> _The problem_: A single number is required: how many lines in the entries hold the word "server".

> _Supplied entries_:

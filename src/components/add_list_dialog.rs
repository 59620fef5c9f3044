//! Add List Dialog
//!
//! Collects a name, a message template and a JSON file of places, then
//! creates the list on the server. The file picker stays disabled until
//! both text fields are filled in.

use leptos::*;
use wasm_bindgen::JsCast;

use crate::api;
use crate::api::types::CreateListRequest;
use crate::state::global::GlobalState;
use crate::upload;

#[component]
pub fn AddListDialog(on_close: impl Fn() + 'static + Clone) -> impl IntoView {
    let state = use_context::<GlobalState>().expect("GlobalState not found");

    let (name, set_name) = create_signal(String::new());
    let (template, set_template) = create_signal(String::new());
    let (error, set_error) = create_signal(None::<String>);
    let (submitting, set_submitting) = create_signal(false);

    let ready = move || !name.get().trim().is_empty() && !template.get().trim().is_empty();

    // Clone on_close for each place it's used
    let on_close_for_file = on_close.clone();
    let on_close_for_x = on_close.clone();
    let on_close_for_cancel = on_close;

    let state_for_file = state;
    let handle_file = move |ev: web_sys::Event| {
        let input: web_sys::HtmlInputElement = ev.target().unwrap().dyn_into().unwrap();

        if let Some(files) = input.files() {
            if let Some(file) = files.get(0) {
                // Reset so picking the same file again re-fires change
                input.set_value("");

                set_error.set(None);
                set_submitting.set(true);

                let state_clone = state_for_file.clone();
                let on_close_inner = on_close_for_file.clone();
                let file_reader = web_sys::FileReader::new().unwrap();

                let onload = {
                    let file_reader = file_reader.clone();
                    wasm_bindgen::closure::Closure::wrap(Box::new(move |_: web_sys::Event| {
                        let text = file_reader
                            .result()
                            .ok()
                            .and_then(|value| value.as_string())
                            .unwrap_or_default();

                        match upload::parse_places(&text) {
                            Ok(places) => {
                                let request = CreateListRequest {
                                    name: name.get_untracked().trim().to_string(),
                                    message_template: template.get_untracked(),
                                    places,
                                };

                                let state_inner = state_clone.clone();
                                let on_close_done = on_close_inner.clone();
                                spawn_local(async move {
                                    match api::create_list(&request).await {
                                        Ok(list) => {
                                            state_inner.upsert_list(list.clone());
                                            state_inner.select_list(list.id);
                                            state_inner.show_success("List created successfully");
                                            on_close_done();

                                            // Sync the collection with the server
                                            if let Ok(lists) = api::fetch_lists().await {
                                                state_inner.lists.set(lists);
                                            }
                                        }
                                        Err(e) => {
                                            set_error.set(Some(format!(
                                                "Failed to upload list: {}",
                                                e
                                            )));
                                            set_submitting.set(false);
                                        }
                                    }
                                });
                            }
                            Err(e) => {
                                set_error.set(Some(e.to_string()));
                                set_submitting.set(false);
                            }
                        }
                    })
                        as Box<dyn FnMut(_)>)
                };

                file_reader.set_onload(Some(onload.as_ref().unchecked_ref()));
                onload.forget();

                let _ = file_reader.read_as_text(&file);
            }
        }
    };

    view! {
        <div class="fixed inset-0 bg-black/50 flex items-center justify-center z-50">
            <div class="bg-white dark:bg-gray-800 rounded-xl p-6 w-full max-w-md mx-4">
                <div class="flex items-center justify-between mb-6">
                    <h2 class="text-xl font-semibold">"New List"</h2>
                    <button
                        on:click=move |_| on_close_for_x()
                        class="text-gray-400 hover:text-gray-900 dark:hover:text-white"
                        aria-label="Close"
                    >
                        "✕"
                    </button>
                </div>

                <div class="space-y-4">
                    // Name
                    <div>
                        <label class="block text-sm text-gray-500 dark:text-gray-400 mb-2">"List Name"</label>
                        <input
                            type="text"
                            placeholder="e.g., Cairo cafes"
                            prop:value=move || name.get()
                            on:input=move |ev| set_name.set(event_target_value(&ev))
                            class="w-full bg-gray-50 dark:bg-gray-700 rounded-lg px-4 py-3
                                   border border-gray-200 dark:border-gray-600 focus:border-emerald-500 focus:outline-none"
                        />
                    </div>

                    // Message template
                    <div>
                        <label class="block text-sm text-gray-500 dark:text-gray-400 mb-2">"Message Template"</label>
                        <textarea
                            rows=4
                            placeholder="Hi {name}! ..."
                            prop:value=move || template.get()
                            on:input=move |ev| set_template.set(event_target_value(&ev))
                            class="w-full bg-gray-50 dark:bg-gray-700 rounded-lg px-4 py-3
                                   border border-gray-200 dark:border-gray-600 focus:border-emerald-500 focus:outline-none"
                        />
                        <p class="text-xs text-gray-400 mt-1">
                            "Placeholders: {name}, {phone_number}, {facebook_url}"
                        </p>
                    </div>

                    // File upload, enabled once name and template are set
                    <label class=move || {
                        let base = "flex items-center justify-center px-4 py-6 rounded-lg
                                    border-2 border-dashed transition-colors";
                        if ready() && !submitting.get() {
                            format!("{} border-gray-300 dark:border-gray-600 hover:border-emerald-500 cursor-pointer", base)
                        } else {
                            format!("{} border-gray-200 dark:border-gray-700 opacity-50 cursor-not-allowed", base)
                        }
                    }>
                        <input
                            type="file"
                            accept=".json,application/json"
                            class="hidden"
                            on:change=handle_file
                            disabled=move || !ready() || submitting.get()
                        />
                        <span class="flex items-center gap-2 text-sm text-gray-500 dark:text-gray-400">
                            {move || if submitting.get() {
                                view! { <span class="loading-spinner w-4 h-4" /> }.into_view()
                            } else {
                                view! { <span>"📁"</span> }.into_view()
                            }}
                            {move || if submitting.get() {
                                "Uploading..."
                            } else if ready() {
                                "Choose a JSON file of places"
                            } else {
                                "Fill in the name and template first"
                            }}
                        </span>
                    </label>

                    // Inline dialog error
                    {move || {
                        error.get().map(|message| view! {
                            <div class="px-3 py-2 bg-red-50 text-red-700 dark:bg-red-900/30 dark:text-red-400
                                        rounded-lg text-sm">
                                {message}
                            </div>
                        })
                    }}

                    <button
                        type="button"
                        on:click=move |_| on_close_for_cancel()
                        class="w-full px-4 py-3 bg-gray-100 hover:bg-gray-200 dark:bg-gray-700 dark:hover:bg-gray-600
                               rounded-lg font-medium transition-colors"
                    >
                        "Cancel"
                    </button>
                </div>
            </div>
        </div>
    }
}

> _Solution to this exercise_: 2